■ TASK BRIEF:
Your task is to repeat the records exactly from the line containing "async fn short_argument_vector_panics()" onward, through the final line.

■ RECORDED INFORMATION:

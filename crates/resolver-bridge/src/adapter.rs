// Copyright Exograph, Inc. All rights reserved.
//
// Use of this software is governed by the Business Source License
// included in the LICENSE file at the root of this repository.
//
// As of the Change Date specified in that file, in accordance with
// the Business Source License, use of this software will be governed
// by the Apache License, Version 2.0.

use std::{
    any::{Any, type_name},
    future::Future,
    io::Write,
    marker::PhantomData,
    sync::{Arc, OnceLock},
};

use async_trait::async_trait;
use common::context::Context;
use indexmap::IndexMap;
use tracing::{debug, error, instrument};

use crate::{
    ArgumentDeclarations, FieldError, FunctionSignature, FunctionWrapper, InvocationArg,
    InvocationError, ResolveScope, Subscriber, TypeDescriptor, UnsupportedOperation,
};

/// Adapts a resolver taking `(ResolveScope, Arc<O>)` to the positional [FunctionWrapper]
/// contract.
///
/// The engine supplies `[receiver, context, value_0, ..., value_n-1]` where `value_i` belongs to
/// the i-th declared argument. The adapter keeps no per-call state, so one instance serves
/// concurrent invocations.
pub struct InvocationAdapter<O, R, F> {
    field_name: String,
    declarations: ArgumentDeclarations,
    signature: FunctionSignature,
    descriptor: OnceLock<IndexMap<String, TypeDescriptor>>,
    resolver: F,
    phantom: PhantomData<fn(Arc<O>) -> R>,
}

impl<O, R, F, Fut> InvocationAdapter<O, R, F>
where
    O: Any + Send + Sync,
    R: Send,
    F: Fn(ResolveScope, Arc<O>) -> Fut + Send + Sync,
    Fut: Future<Output = Result<R, FieldError>> + Send,
{
    pub fn new(
        field_name: impl Into<String>,
        declarations: ArgumentDeclarations,
        return_type: TypeDescriptor,
        resolver: F,
    ) -> Self {
        Self {
            field_name: field_name.into(),
            declarations,
            signature: FunctionSignature {
                receiver_type: type_name::<O>(),
                return_type,
            },
            descriptor: OnceLock::new(),
            resolver,
            phantom: PhantomData,
        }
    }

    pub fn field_name(&self) -> &str {
        &self.field_name
    }

    pub fn declarations(&self) -> &ArgumentDeclarations {
        &self.declarations
    }

    /// Map the positional argument vector back to the declared names.
    ///
    /// # Panics
    /// If the vector does not hold exactly two slots more than there are declared arguments.
    /// The engine and the declarations then disagree on the argument list, and no positional
    /// mapping can be trusted.
    fn bind(&self, args: Vec<InvocationArg>) -> Result<(ResolveScope, Arc<O>), FieldError> {
        assert_eq!(
            args.len(),
            self.declarations.len() + 2,
            "Argument vector for '{}' does not match its declared arguments",
            self.field_name
        );

        let mut args = args.into_iter();

        let receiver = match args.next() {
            Some(InvocationArg::Receiver(receiver)) => {
                receiver
                    .downcast::<O>()
                    .map_err(|_| InvocationError::ReceiverType {
                        expected: type_name::<O>(),
                    })?
            }
            _ => return Err(InvocationError::UnexpectedSlot { position: 0 }.into()),
        };

        let context: Arc<Context> = match args.next() {
            Some(InvocationArg::Context(context)) => context,
            _ => return Err(InvocationError::MissingContext.into()),
        };

        let arguments = self
            .declarations
            .iter()
            .zip(args)
            .enumerate()
            .map(|(index, (declaration, arg))| match arg {
                InvocationArg::Value(value) => Ok((
                    declaration.name().to_string(),
                    declaration.bind(value)?,
                )),
                _ => Err(FieldError::from(InvocationError::UnexpectedSlot {
                    position: index + 2,
                })),
            })
            .collect::<Result<IndexMap<_, _>, FieldError>>()?;

        debug!(field = %self.field_name, arguments = arguments.len(), "Bound arguments");

        Ok((ResolveScope::new(context, arguments), receiver))
    }
}

#[async_trait]
impl<O, R, F, Fut> FunctionWrapper<R> for InvocationAdapter<O, R, F>
where
    O: Any + Send + Sync,
    R: Send,
    F: Fn(ResolveScope, Arc<O>) -> Fut + Send + Sync,
    Fut: Future<Output = Result<R, FieldError>> + Send,
{
    fn has_receiver(&self) -> bool {
        true
    }

    fn arguments_descriptor(&self) -> &IndexMap<String, TypeDescriptor> {
        self.descriptor
            .get_or_init(|| self.declarations.descriptor())
    }

    fn signature(&self) -> &FunctionSignature {
        &self.signature
    }

    fn has_return_type(&self) -> bool {
        true
    }

    fn arity(&self) -> Result<usize, UnsupportedOperation> {
        error!(field = %self.field_name, "Arity requested for an argument-bound resolver");
        Err(UnsupportedOperation("arity"))
    }

    #[instrument(name = "InvocationAdapter::invoke", skip(self, args), fields(field = %self.field_name))]
    async fn invoke(&self, args: Vec<InvocationArg>) -> Result<R, FieldError> {
        let (scope, receiver) = self.bind(args)?;
        (self.resolver)(scope, receiver).await
    }

    async fn invoke_serialized(
        &self,
        _args: Vec<InvocationArg>,
        _subscription_args: &[String],
        _writer: &mut (dyn Write + Send),
    ) -> Result<R, FieldError> {
        error!(field = %self.field_name, "Serialized invocation is not supported");
        Err(UnsupportedOperation("invoke_serialized").into())
    }

    fn subscribe(
        &self,
        subscription: &str,
        _subscriber: Arc<dyn Subscriber>,
    ) -> Result<(), UnsupportedOperation> {
        error!(field = %self.field_name, subscription, "Subscriptions are not supported");
        Err(UnsupportedOperation("subscribe"))
    }

    fn unsubscribe(&self, subscription: &str) -> Result<(), UnsupportedOperation> {
        error!(field = %self.field_name, subscription, "Subscriptions are not supported");
        Err(UnsupportedOperation("unsubscribe"))
    }
}

#[cfg(test)]
mod tests {
    use common::value::Val;

    use super::*;
    use crate::ArgumentError;

    struct Post {
        id: i32,
    }

    fn adapter() -> impl FunctionWrapper<String> {
        let mut declarations = ArgumentDeclarations::new();
        declarations.declare_argument("prefix", "String", false).unwrap();
        declarations.declare_argument("count", "Int", true).unwrap();

        InvocationAdapter::new(
            "label",
            declarations,
            TypeDescriptor::named("String", false),
            |scope: ResolveScope, post: Arc<Post>| async move {
                let prefix: String = scope.get("prefix")?;
                let count: Option<i32> = scope.get("count")?;
                Ok::<_, FieldError>(format!("{prefix}-{}-{}", post.id, count.unwrap_or(1)))
            },
        )
    }

    fn args(values: Vec<Val>) -> Vec<InvocationArg> {
        [
            InvocationArg::receiver(Post { id: 9 }),
            InvocationArg::Context(Arc::new(Context::default())),
        ]
        .into_iter()
        .chain(values.into_iter().map(InvocationArg::Value))
        .collect()
    }

    #[tokio::test]
    async fn invokes_with_named_arguments() {
        let adapter = adapter();

        assert_eq!(
            adapter
                .invoke(args(vec![Val::from("post"), Val::from(3)]))
                .await
                .unwrap(),
            "post-9-3"
        );
        assert_eq!(
            adapter
                .invoke(args(vec![Val::from("post"), Val::Null]))
                .await
                .unwrap(),
            "post-9-1"
        );
    }

    #[tokio::test]
    async fn descriptor_and_metadata() {
        let adapter = adapter();

        let descriptor = adapter.arguments_descriptor();
        assert_eq!(
            descriptor
                .iter()
                .map(|(name, ty)| format!("{name}: {ty}"))
                .collect::<Vec<_>>(),
            vec!["_ctx_: Context!", "prefix: String!", "count: Int"]
        );
        assert!(adapter.has_receiver());
        assert!(adapter.has_return_type());
        assert_eq!(adapter.signature().return_type.to_string(), "String!");
        assert!(adapter.signature().receiver_type.ends_with("Post"));
    }

    #[tokio::test]
    async fn wrong_slot_kinds() {
        let adapter = adapter();

        let mut wrong_receiver = args(vec![Val::from("post"), Val::Null]);
        wrong_receiver[0] = InvocationArg::receiver("not a post");
        assert!(matches!(
            adapter.invoke(wrong_receiver).await,
            Err(FieldError::Invocation(InvocationError::ReceiverType { .. }))
        ));

        let mut missing_context = args(vec![Val::from("post"), Val::Null]);
        missing_context[1] = InvocationArg::Value(Val::Null);
        assert!(matches!(
            adapter.invoke(missing_context).await,
            Err(FieldError::Invocation(InvocationError::MissingContext))
        ));

        let mut misplaced_context = args(vec![Val::from("post"), Val::Null]);
        misplaced_context[3] = InvocationArg::Context(Arc::new(Context::default()));
        assert!(matches!(
            adapter.invoke(misplaced_context).await,
            Err(FieldError::Invocation(InvocationError::UnexpectedSlot { position: 3 }))
        ));
    }

    #[tokio::test]
    async fn value_kind_is_checked_when_binding() {
        let adapter = adapter();

        let result = adapter.invoke(args(vec![Val::from(5), Val::Null])).await;
        assert!(matches!(
            result,
            Err(FieldError::Argument(ArgumentError::TypeMismatch { ref name, .. })) if name == "prefix"
        ));
    }

    #[tokio::test]
    #[should_panic(expected = "does not match its declared arguments")]
    async fn short_argument_vector_panics() {
        let _ = adapter().invoke(args(vec![Val::from("post")])).await;
    }

    #[tokio::test]
    async fn unsupported_entry_points_fail() {
        struct Ignore;
        impl Subscriber for Ignore {
            fn on_next(&self, _value: Val) {}
            fn on_error(&self, _error: FieldError) {}
            fn on_complete(&self) {}
        }

        let adapter = adapter();

        assert_eq!(adapter.arity(), Err(UnsupportedOperation("arity")));
        assert_eq!(
            adapter.subscribe("posts", Arc::new(Ignore)),
            Err(UnsupportedOperation("subscribe"))
        );
        assert_eq!(
            adapter.unsubscribe("posts"),
            Err(UnsupportedOperation("unsubscribe"))
        );

        let mut sink = Vec::new();
        let result = adapter
            .invoke_serialized(args(vec![Val::from("post"), Val::Null]), &[], &mut sink)
            .await;
        assert!(matches!(
            result,
            Err(FieldError::Unsupported(UnsupportedOperation("invoke_serialized")))
        ));
        assert!(sink.is_empty());
    }
}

■ RESULT:
    async fn short_argument_vector_panics() {
        let _ = adapter().invoke(args(vec![Val::from("post")])).await;
    }

    #[tokio::test]
    async fn unsupported_entry_points_fail() {
        struct Ignore;
        impl Subscriber for Ignore {
            fn on_next(&self, _value: Val) {}
            fn on_error(&self, _error: FieldError) {}
            fn on_complete(&self) {}
        }

        let adapter = adapter();

        assert_eq!(adapter.arity(), Err(UnsupportedOperation("arity")));
        assert_eq!(
            adapter.subscribe("posts", Arc::new(Ignore)),
            Err(UnsupportedOperation("subscribe"))
        );
        assert_eq!(
            adapter.unsubscribe("posts"),
            Err(UnsupportedOperation("unsubscribe"))
        );

        let mut sink = Vec::new();
        let result = adapter
            .invoke_serialized(args(vec![Val::from("post"), Val::Null]), &[], &mut sink)
            .await;
        assert!(matches!(
            result,
            Err(FieldError::Unsupported(UnsupportedOperation("invoke_serialized")))
        ));
        assert!(sink.is_empty());
    }
}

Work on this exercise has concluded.